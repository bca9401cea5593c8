//! The top-level error type `main` matches on to pick a process exit code.

use std::io;
use std::path::PathBuf;

use thiserror::Error;

/// Every way a build can fail, aggregated from the pipeline crates' own
/// error boundaries plus the CLI's own output-I/O failures.
#[derive(Debug, Error)]
pub enum BundlerError {
    #[error(transparent)]
    Graph(#[from] bundler_graph::GraphError),

    #[error(transparent)]
    Codegen(#[from] bundler_codegen::CodegenError),

    #[error("failed to write {path}: {source}")]
    OutputIo {
        path: PathBuf,
        #[source]
        source: io::Error,
    },
}

impl BundlerError {
    /// The process exit code this error maps to, per the bundler's published
    /// exit-code table: usage=2, entry-missing=3, unresolved-module/bare-specifier=4,
    /// lex/parse=5, I/O=6, internal=70.
    #[must_use]
    pub fn exit_code(&self) -> u8 {
        match self {
            Self::Graph(bundler_graph::GraphError::EntryNotFound(_)) => 3,
            Self::Graph(bundler_graph::GraphError::Resolve(_)) => 4,
            Self::Graph(bundler_graph::GraphError::Parse { .. }) => 5,
            Self::Graph(bundler_graph::GraphError::Io { .. }) | Self::OutputIo { .. } => 6,
            Self::Graph(
                bundler_graph::GraphError::PathOutsideRoot { .. }
                | bundler_graph::GraphError::ModuleIdCollision { .. },
            )
            | Self::Codegen(_) => 70,
        }
    }
}
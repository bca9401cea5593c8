//! The range-based patching buffer. Edits are `(start, end, replacement)`
//! triples over an immutable source slice, applied in descending `start`
//! order so earlier offsets stay valid as later ones are spliced in.

use bundler_ast::Span;

use crate::error::TransformError;

#[derive(Debug, Clone)]
pub struct Edit {
    pub span: Span,
    pub replacement: String,
}

impl Edit {
    pub fn new(span: Span, replacement: impl Into<String>) -> Self {
        Self { span, replacement: replacement.into() }
    }
}

/// Applies every edit to `source`. Two edits addressing overlapping ranges
/// indicate a bundler bug (the parser produced a malformed span tree), not
/// a recoverable input error.
pub fn apply_edits(module_id: &str, source: &str, mut edits: Vec<Edit>) -> Result<String, TransformError> {
    edits.sort_by(|a, b| b.span.start().cmp(&a.span.start()));

    let mut out = source.to_owned();
    let mut previous_start: Option<u32> = None;
    for edit in &edits {
        if let Some(start) = previous_start {
            if edit.span.end() > start {
                return Err(TransformError::OverlappingEdits {
                    module_id: module_id.into(),
                    a_end: edit.span.end(),
                    b_start: start,
                });
            }
        }
        out.replace_range(edit.span.start() as usize..edit.span.end() as usize, &edit.replacement);
        previous_start = Some(edit.span.start());
    }
    Ok(out)
}

#[cfg(test)]
mod tests {
    use pretty_assertions::assert_eq;

    use super::*;

    #[test]
    fn applies_edits_in_reverse_offset_order() {
        let source = "import x from \"./x.js\";\nx();";
        let edits = vec![
            Edit::new(Span::new(0, 24), String::new()),
            Edit::new(Span::new(25, 26), "_x_.default".to_owned()),
        ];
        let patched = apply_edits("./a.js", source, edits).unwrap();
        assert_eq!(patched, "\n_x_.default();");
    }

    #[test]
    fn rejects_overlapping_edits() {
        let source = "abcdef";
        let edits = vec![Edit::new(Span::new(0, 4), String::new()), Edit::new(Span::new(2, 3), String::new())];
        let err = apply_edits("./a.js", source, edits).unwrap_err();
        assert!(matches!(err, TransformError::OverlappingEdits { .. }));
    }
}
//! **`bundler_graph`** builds the full module dependency graph reached from
//! one entry file, by BFS over static and dynamic import edges.
//!
//! Every module is parsed at most once: the BFS is keyed on canonical
//! absolute path, so a module reached through two different import sites is
//! only read and parsed the first time it's dequeued.

#![forbid(unsafe_code)]
#![warn(missing_docs, clippy::dbg_macro)]

mod error;
mod module;
mod module_id;

pub use error::GraphError;
pub use module::{Graph, ModuleRecord};

use std::collections::VecDeque;
use std::fs;
use std::path::{Path, PathBuf};

use bundler_ast::Program;
use indexmap::IndexMap;
use rustc_hash::FxHashSet;

use module_id::compute_module_id;

/// Builds the module graph reached from `entry_path`, resolving every
/// static and literal-dynamic import along the way.
///
/// Module ids are derived relative to the common ancestor directory of every
/// path the BFS actually reaches, not the entry's own parent directory: an
/// import can resolve to a sibling or ancestor of the entry's directory
/// (`../shared/util.js` from a nested entry, say), so the root has to widen
/// to cover it rather than being fixed before the graph is known. This is
/// why construction runs in two passes: the first discovers every reached
/// path, the second (once the root is known) derives each one's module id.
pub fn build_graph(entry_path: &Path) -> Result<Graph, GraphError> {
    let entry_absolute =
        entry_path.canonicalize().map_err(|_| GraphError::EntryNotFound(entry_path.to_path_buf()))?;

    tracing::debug!(entry = %entry_absolute.display(), "starting graph BFS");

    let mut programs: IndexMap<PathBuf, (Box<str>, Program)> = IndexMap::new();
    let mut visited: FxHashSet<PathBuf> = FxHashSet::default();
    let mut queue: VecDeque<PathBuf> = VecDeque::new();

    visited.insert(entry_absolute.clone());
    queue.push_back(entry_absolute.clone());

    while let Some(absolute_path) = queue.pop_front() {
        let source = fs::read_to_string(&absolute_path)
            .map_err(|source| GraphError::Io { path: absolute_path.clone(), source })?;

        let mut program = bundler_parser::parse_module(&source)
            .map_err(|source| GraphError::Parse { path: absolute_path.clone(), source })?;

        let referrer_dir = absolute_path.parent().unwrap_or_else(|| Path::new("."));

        for import in &mut program.imports {
            let resolved = bundler_resolver::resolve(&import.specifier, referrer_dir)?;
            import.resolved_absolute_path = Some(resolved.clone());
            enqueue_if_unseen(resolved, &mut visited, &mut queue);
        }

        for dynamic_import in &mut program.dynamic_imports {
            let Some(specifier) = &dynamic_import.specifier else { continue };
            let resolved = bundler_resolver::resolve(specifier, referrer_dir)?;
            dynamic_import.resolved_absolute_path = Some(resolved.clone());
            enqueue_if_unseen(resolved, &mut visited, &mut queue);
        }

        programs.insert(absolute_path, (source.into(), program));
    }

    let root = common_ancestor_dir(programs.keys());
    let entry_module_id = compute_module_id(&root, &entry_absolute)?;

    let mut modules: IndexMap<Box<str>, ModuleRecord> = IndexMap::new();
    let mut by_path: IndexMap<PathBuf, Box<str>> = IndexMap::new();
    let mut owner_of_id: IndexMap<Box<str>, PathBuf> = IndexMap::new();

    for (absolute_path, (source, program)) in programs {
        let module_id = compute_module_id(&root, &absolute_path)?;

        if let Some(first_path) = owner_of_id.insert(module_id.clone(), absolute_path.clone()) {
            return Err(GraphError::ModuleIdCollision { module_id, first_path, second_path: absolute_path });
        }

        by_path.insert(absolute_path.clone(), module_id.clone());
        modules.insert(module_id.clone(), ModuleRecord { absolute_path, module_id, source, program });
    }

    tracing::debug!(module_count = modules.len(), "graph BFS complete");

    Ok(Graph { entry_module_id, modules, by_path })
}

fn enqueue_if_unseen(path: PathBuf, visited: &mut FxHashSet<PathBuf>, queue: &mut VecDeque<PathBuf>) {
    if visited.insert(path.clone()) {
        queue.push_back(path);
    }
}

/// The common ancestor directory of every path in `paths`. With a single
/// path (an entry with no imports reaching outside its own directory) this
/// is that file's parent; with more, it's the deepest directory every path
/// shares, computed by component-wise prefix matching so it's correct
/// regardless of how far an import's `../` climbs.
fn common_ancestor_dir<'a>(paths: impl Iterator<Item = &'a PathBuf>) -> PathBuf {
    let mut common: Option<Vec<std::path::Component<'a>>> = None;
    let mut count = 0;
    for path in paths {
        count += 1;
        common = Some(match common {
            None => path.components().collect(),
            Some(prev) => {
                let next: Vec<_> = path.components().collect();
                let shared = prev.iter().zip(next.iter()).take_while(|(a, b)| a == b).count();
                prev.into_iter().take(shared).collect()
            }
        });
    }
    let mut common = common.unwrap_or_default();
    if count <= 1 {
        // A single reached path is a file, not a directory: its own
        // components include its filename, so the root is its parent.
        common.pop();
    }
    common.into_iter().collect()
}

#[cfg(test)]
mod tests {
    use std::fs;

    use pretty_assertions::assert_eq;
    use tempfile::tempdir;

    use super::*;

    #[test]
    fn builds_graph_for_static_only_entry() {
        let dir = tempdir().unwrap();
        fs::write(dir.path().join("index.js"), "import { add } from \"./math.js\";\nadd(1, 2);").unwrap();
        fs::write(dir.path().join("math.js"), "export function add(a, b) { return a + b; }").unwrap();

        let graph = build_graph(&dir.path().join("index.js")).unwrap();
        assert_eq!(graph.modules.len(), 2);
        assert_eq!(&*graph.entry_module_id, "./index.js");
        assert_eq!(graph.static_targets("./index.js"), vec![Box::<str>::from("./math.js")]);
    }

    #[test]
    fn deduplicates_module_visited_from_two_sites() {
        let dir = tempdir().unwrap();
        fs::write(
            dir.path().join("index.js"),
            "import { a } from \"./a.js\";\nimport { b } from \"./b.js\";",
        )
        .unwrap();
        fs::write(dir.path().join("a.js"), "import \"./shared.js\";\nexport const a = 1;").unwrap();
        fs::write(dir.path().join("b.js"), "import \"./shared.js\";\nexport const b = 2;").unwrap();
        fs::write(dir.path().join("shared.js"), "export const shared = 3;").unwrap();

        let graph = build_graph(&dir.path().join("index.js")).unwrap();
        assert_eq!(graph.modules.len(), 4);
    }

    #[test]
    fn follows_literal_dynamic_imports() {
        let dir = tempdir().unwrap();
        fs::write(dir.path().join("index.js"), "import(\"./lazy.js\");").unwrap();
        fs::write(dir.path().join("lazy.js"), "export const x = 1;").unwrap();

        let graph = build_graph(&dir.path().join("index.js")).unwrap();
        assert_eq!(graph.dynamic_targets("./index.js"), vec![Box::<str>::from("./lazy.js")]);
    }

    #[test]
    fn skips_non_literal_dynamic_imports() {
        let dir = tempdir().unwrap();
        fs::write(dir.path().join("index.js"), "import(path);").unwrap();

        let graph = build_graph(&dir.path().join("index.js")).unwrap();
        assert_eq!(graph.modules.len(), 1);
        assert!(graph.dynamic_targets("./index.js").is_empty());
    }

    #[test]
    fn handles_cyclic_static_imports() {
        let dir = tempdir().unwrap();
        fs::write(dir.path().join("a.js"), "import { b } from \"./b.js\";\nexport const a = 1;").unwrap();
        fs::write(dir.path().join("b.js"), "import { a } from \"./a.js\";\nexport const b = 2;").unwrap();

        let graph = build_graph(&dir.path().join("a.js")).unwrap();
        assert_eq!(graph.modules.len(), 2);
    }

    #[test]
    fn looks_up_module_id_by_resolved_path() {
        let dir = tempdir().unwrap();
        fs::write(dir.path().join("index.js"), "import { add } from \"./math.js\";").unwrap();
        fs::write(dir.path().join("math.js"), "export function add(a, b) { return a + b; }").unwrap();

        let graph = build_graph(&dir.path().join("index.js")).unwrap();
        let math_path = dir.path().join("math.js").canonicalize().unwrap();
        assert_eq!(graph.module_id_for_path(&math_path), Some("./math.js"));
        assert_eq!(graph.module_id_for_path(Path::new("/no/such/file.js")), None);
    }

    #[test]
    fn widens_root_for_entry_nested_below_an_import_target() {
        let dir = tempdir().unwrap();
        fs::create_dir(dir.path().join("src")).unwrap();
        fs::write(
            dir.path().join("src/index.js"),
            "import { helper } from \"../shared/util.js\";\nhelper();",
        )
        .unwrap();
        fs::create_dir(dir.path().join("shared")).unwrap();
        fs::write(dir.path().join("shared/util.js"), "export function helper() {}").unwrap();

        let graph = build_graph(&dir.path().join("src/index.js")).unwrap();
        assert_eq!(&*graph.entry_module_id, "./src/index.js");
        assert_eq!(graph.static_targets("./src/index.js"), vec![Box::<str>::from("./shared/util.js")]);
    }

    #[test]
    fn reports_entry_not_found() {
        let dir = tempdir().unwrap();
        let err = build_graph(&dir.path().join("missing.js")).unwrap_err();
        assert!(matches!(err, GraphError::EntryNotFound(_)));
    }

    #[test]
    fn propagates_unresolved_module_error() {
        let dir = tempdir().unwrap();
        fs::write(dir.path().join("index.js"), "import { x } from \"./missing.js\";").unwrap();
        let err = build_graph(&dir.path().join("index.js")).unwrap_err();
        assert!(matches!(err, GraphError::Resolve(_)));
    }
}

━━━━━━━━━━━━━━━━━━━━━━━━━━━━━━

(Exercise goal):
The lines from the start of the entries above through the line containing "pub enum BundlerError" are the ones to return, please; copy them exactly and include both ends.

(Output):
repository bca9401cea5593c8
//! The top-level error type `main` matches on to pick a process exit code.

use std::io;
use std::path::PathBuf;

use thiserror::Error;

/// Every way a build can fail, aggregated from the pipeline crates' own
/// error boundaries plus the CLI's own output-I/O failures.
#[derive(Debug, Error)]
pub enum BundlerError {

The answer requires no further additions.